Give the number of lines below that hold "charged", and only that.

╭─ Data for analysis

//! Tests for `RouteSession` state handling.

use std::time::Duration;

use super::*;
use geo::LineString;
use portal_planner_core::test_support::{FailingGeometry, PlanarGeometry, waypoint};
use rstest::{fixture, rstest};

fn charged(id: &str, x: f64, energy: u8) -> Waypoint {
    waypoint(id, x, 0.0)
        .with_energy(energy)
        .expect("energy within range")
}

#[fixture]
fn row() -> Vec<Waypoint> {
    vec![
        charged("a", 0.0, 0),
        charged("b", 140.0, 100),
        charged("c", 70.0, 20),
    ]
}

#[fixture]
fn session(row: Vec<Waypoint>) -> RouteSession<PlanarGeometry> {
    RouteSession::new(PlanarGeometry::with_waypoints(row))
}

#[rstest]
fn new_session_uses_documented_defaults(session: RouteSession<PlanarGeometry>) {
    assert_eq!(session.play_style(), PlayStyle::Quick);
    assert_eq!(session.objective(), ObjectiveKind::Distance);
    assert_eq!(session.travel_mode(), TravelMode::Walking);
    assert_eq!(session.budget(), 10_000);
    assert!(session.budget_trace().is_empty());
    assert!(session.last_result().is_empty());
    assert_eq!(session.statistics(), RouteStatistics::default());
}

#[rstest]
fn distance_plan_leaves_budget_alone(
    mut session: RouteSession<PlanarGeometry>,
    row: Vec<Waypoint>,
) {
    let ordered: Vec<String> = session
        .plan_route(row)
        .expect("valid plan")
        .waypoints()
        .map(|w| w.id.as_str().to_owned())
        .collect();
    assert_eq!(ordered, ["a", "c", "b"]);
    assert_eq!(session.budget(), 10_000);
    assert!(session.budget_trace().is_empty());
}

#[rstest]
fn energy_plans_carry_the_budget_forward(
    mut session: RouteSession<PlanarGeometry>,
    row: Vec<Waypoint>,
) {
    session.configure(PlayStyle::Quick, ObjectiveKind::Energy, 1_000);
    session.plan_route(row.clone()).expect("first plan");
    // gains: b 150, c 110, a 100
    assert_eq!(session.budget_trace(), [1_150, 1_260, 1_360]);
    assert_eq!(session.budget(), 1_360);

    session.plan_route(row).expect("second plan");
    assert_eq!(session.budget(), 1_720);
    assert_eq!(session.budget_trace().len(), 6);
}

#[rstest]
fn short_energy_plan_carries_the_budget_forward(mut session: RouteSession<PlanarGeometry>) {
    session.configure(PlayStyle::Quick, ObjectiveKind::Energy, 1_000);
    let result = session
        .plan_route(vec![charged("p1", 0.0, 100), charged("p2", 1.0, 0)])
        .expect("valid plan");
    assert_eq!(result.ordered.len(), 2);
    assert_eq!(result.final_budget, Some(1_250));
    assert_eq!(session.budget(), 1_250);
    assert_eq!(session.budget_trace(), [1_150, 1_250]);
    assert_eq!(session.statistics().total_xm_balance, 250);
}

#[rstest]
fn short_energy_plan_leaves_unpayable_deploys_off_the_route(
    mut session: RouteSession<PlanarGeometry>,
) {
    session.configure(PlayStyle::Full, ObjectiveKind::Energy, 300);
    let result = session
        .plan_route(vec![charged("a", 0.0, 0), charged("b", 1.0, 0)])
        .expect("valid plan");
    assert!(result.ordered.is_empty());
    assert_eq!(result.unaffordable.len(), 2);
    assert_eq!(session.budget(), 300);
    assert!(session.budget_trace().is_empty());
}

#[rstest]
fn configure_restarts_budget_but_keeps_trace(
    mut session: RouteSession<PlanarGeometry>,
    row: Vec<Waypoint>,
) {
    session.configure(PlayStyle::Quick, ObjectiveKind::Energy, 1_000);
    session.plan_route(row).expect("valid plan");
    session.configure(PlayStyle::Full, ObjectiveKind::ActionPoints, 2_000);
    assert_eq!(session.budget(), 2_000);
    assert!(session.last_result().is_empty());
    assert!(session.last_estimate().is_none());
    assert_eq!(session.budget_trace().len(), 3);
}

#[rstest]
fn reset_clears_route_and_trace(mut session: RouteSession<PlanarGeometry>, row: Vec<Waypoint>) {
    session.configure(PlayStyle::Quick, ObjectiveKind::Energy, 1_000);
    session.plan_route(row).expect("valid plan");
    session.reset();
    assert_eq!(session.budget(), 1_000);
    assert!(session.budget_trace().is_empty());
    assert!(session.last_result().is_empty());
}

#[rstest]
fn duplicate_ids_are_rejected(mut session: RouteSession<PlanarGeometry>) {
    let err = session
        .plan_route(vec![
            charged("a", 0.0, 0),
            charged("b", 1.0, 0),
            charged("a", 2.0, 0),
        ])
        .expect_err("duplicate id");
    assert_eq!(
        err,
        PlanError::DuplicateWaypoint {
            id: WaypointId::from("a")
        }
    );
}

#[rstest]
fn invalid_waypoints_are_rejected_without_touching_state(
    mut session: RouteSession<PlanarGeometry>,
    row: Vec<Waypoint>,
) {
    session.configure(PlayStyle::Quick, ObjectiveKind::Energy, 1_000);
    let mut broken = row;
    if let Some(first) = broken.first_mut() {
        first.resonators = 9;
    }
    let err = session.plan_route(broken).expect_err("invalid waypoint");
    assert!(matches!(
        err,
        PlanError::InvalidWaypoint {
            source: WaypointError::InvalidResonators { found: 9 },
            ..
        }
    ));
    assert_eq!(session.budget(), 1_000);
    assert!(session.budget_trace().is_empty());
}

#[rstest]
fn geometry_failures_surface(row: Vec<Waypoint>) {
    let mut session = RouteSession::new(FailingGeometry);
    let err = session.plan_route(row).expect_err("failing provider");
    assert!(matches!(err, PlanError::Optimize(OptimizeError::Geometry(_))));
}

#[rstest]
fn corridor_plan_queries_the_provider(mut session: RouteSession<PlanarGeometry>) {
    let corridor = LineString::from(vec![(0.0, 0.0), (100.0, 0.0)]);
    let result = session.plan_corridor(&corridor, 10.0).expect("valid plan");
    // b sits 40 m past the corridor's end.
    assert_eq!(result.ordered.len(), 2);
}

#[rstest]
fn corridor_without_waypoints_plans_an_empty_route(mut session: RouteSession<PlanarGeometry>) {
    session.configure(PlayStyle::Quick, ObjectiveKind::Energy, 500);
    let corridor = LineString::from(vec![(0.0, 5_000.0), (100.0, 5_000.0)]);
    let result = session
        .plan_corridor(&corridor, 10.0)
        .expect("an empty corridor is not an error");
    assert!(result.is_empty());
    assert!(result.unaffordable.is_empty());
    assert_eq!(session.budget(), 500);
    assert!(session.budget_trace().is_empty());
    assert_eq!(session.statistics().total_waypoints, 0);
}

#[rstest]
fn statistics_include_time_estimate(
    mut session: RouteSession<PlanarGeometry>,
    row: Vec<Waypoint>,
) {
    session.set_travel_mode(TravelMode::Biking);
    session.plan_route(row).expect("valid plan");
    let stats = session.statistics();
    assert_eq!(stats.total_waypoints, 3);
    assert_eq!(stats.uncaptured_waypoints, 3);
    assert_eq!(stats.total_xm_balance, 360);
    let estimate = session.last_estimate().copied().expect("estimate recorded");
    assert!((estimate.distance_m - 140.0).abs() < 1e-9);
    assert_eq!(estimate.stops, Duration::from_secs(60));
    assert_eq!(stats.estimated_time, estimate.total());
}

#[rstest]
fn figures_follow_play_style(mut session: RouteSession<PlanarGeometry>) {
    let target = waypoint("lonely", 0.0, 0.0)
        .with_resonators(6)
        .expect("resonators within range");
    let quick = session.figures_for(&target).expect("valid waypoint");
    session.configure(PlayStyle::Full, ObjectiveKind::Distance, 0);
    let full = session.figures_for(&target).expect("valid waypoint");
    assert_eq!(quick.cost, 0);
    assert_eq!(full.cost, 100);
    assert_eq!(full.gain, 250);
}
//! Test-only geometry providers and waypoint builders used by unit and
//! behaviour tests.

use geo::{Coord, Distance, Euclidean, LineString, Point};

use crate::{GeometryError, GeometryProvider, Waypoint};

/// Build a neutral level-1 waypoint at `(x, y)`.
#[must_use]
pub fn waypoint(id: &str, x: f64, y: f64) -> Waypoint {
    Waypoint::new(id, Coord { x, y })
}

/// Flat-plane `GeometryProvider` treating coordinates as metres.
///
/// Queries are linear scans with inclusive boundaries and keep insertion
/// order. Intended only for small datasets.
#[derive(Default, Debug, Clone)]
pub struct PlanarGeometry {
    waypoints: Vec<Waypoint>,
}

impl PlanarGeometry {
    /// Create a provider answering proximity queries over `waypoints`.
    pub fn with_waypoints<I>(waypoints: I) -> Self
    where
        I: IntoIterator<Item = Waypoint>,
    {
        Self {
            waypoints: waypoints.into_iter().collect(),
        }
    }
}

#[expect(clippy::float_arithmetic, reason = "planar distance")]
fn planar(from: Coord<f64>, to: Coord<f64>) -> f64 {
    (to.x - from.x).hypot(to.y - from.y)
}

fn check_radius(radius: f64) -> Result<(), GeometryError> {
    if radius.is_finite() && radius >= 0.0 {
        Ok(())
    } else {
        Err(GeometryError::InvalidRadius { radius })
    }
}

impl GeometryProvider for PlanarGeometry {
    fn distance_between(&self, from: Coord<f64>, to: Coord<f64>) -> Result<f64, GeometryError> {
        Ok(planar(from, to))
    }

    fn waypoints_near(
        &self,
        corridor: &LineString<f64>,
        radius_m: f64,
    ) -> Result<Vec<Waypoint>, GeometryError> {
        check_radius(radius_m)?;
        if corridor.0.is_empty() {
            return Err(GeometryError::EmptyCorridor);
        }
        let within = |waypoint: &&Waypoint| match corridor.0.as_slice() {
            [only] => planar(*only, waypoint.location) <= radius_m,
            _ => Euclidean.distance(&Point::from(waypoint.location), corridor) <= radius_m,
        };
        Ok(self.waypoints.iter().filter(within).cloned().collect())
    }

    fn waypoints_within(
        &self,
        centre: Coord<f64>,
        radius_m: f64,
    ) -> Result<Vec<Waypoint>, GeometryError> {
        check_radius(radius_m)?;
        Ok(self
            .waypoints
            .iter()
            .filter(|waypoint| planar(centre, waypoint.location) <= radius_m)
            .cloned()
            .collect())
    }
}

/// `GeometryProvider` whose every query fails with
/// [`GeometryError::Unavailable`].
#[derive(Default, Debug, Copy, Clone)]
pub struct FailingGeometry;

impl FailingGeometry {
    fn failure() -> GeometryError {
        GeometryError::Unavailable {
            message: "geometry backend offline".to_owned(),
        }
    }
}

impl GeometryProvider for FailingGeometry {
    fn distance_between(&self, _from: Coord<f64>, _to: Coord<f64>) -> Result<f64, GeometryError> {
        Err(Self::failure())
    }

    fn waypoints_near(
        &self,
        _corridor: &LineString<f64>,
        _radius_m: f64,
    ) -> Result<Vec<Waypoint>, GeometryError> {
        Err(Self::failure())
    }

    fn waypoints_within(
        &self,
        _centre: Coord<f64>,
        _radius_m: f64,
    ) -> Result<Vec<Waypoint>, GeometryError> {
        Err(Self::failure())
    }
}

/// `GeometryProvider` reporting the same distance for every leg and no
/// nearby waypoints. Useful for feeding malformed distances to callers.
#[derive(Debug, Copy, Clone)]
pub struct ConstantDistance(pub f64);

impl GeometryProvider for ConstantDistance {
    fn distance_between(&self, _from: Coord<f64>, _to: Coord<f64>) -> Result<f64, GeometryError> {
        Ok(self.0)
    }

    fn waypoints_near(
        &self,
        _corridor: &LineString<f64>,
        _radius_m: f64,
    ) -> Result<Vec<Waypoint>, GeometryError> {
        Ok(Vec::new())
    }

    fn waypoints_within(
        &self,
        _centre: Coord<f64>,
        _radius_m: f64,
    ) -> Result<Vec<Waypoint>, GeometryError> {
        Ok(Vec::new())
    }
}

╰─

**Completed task:**
9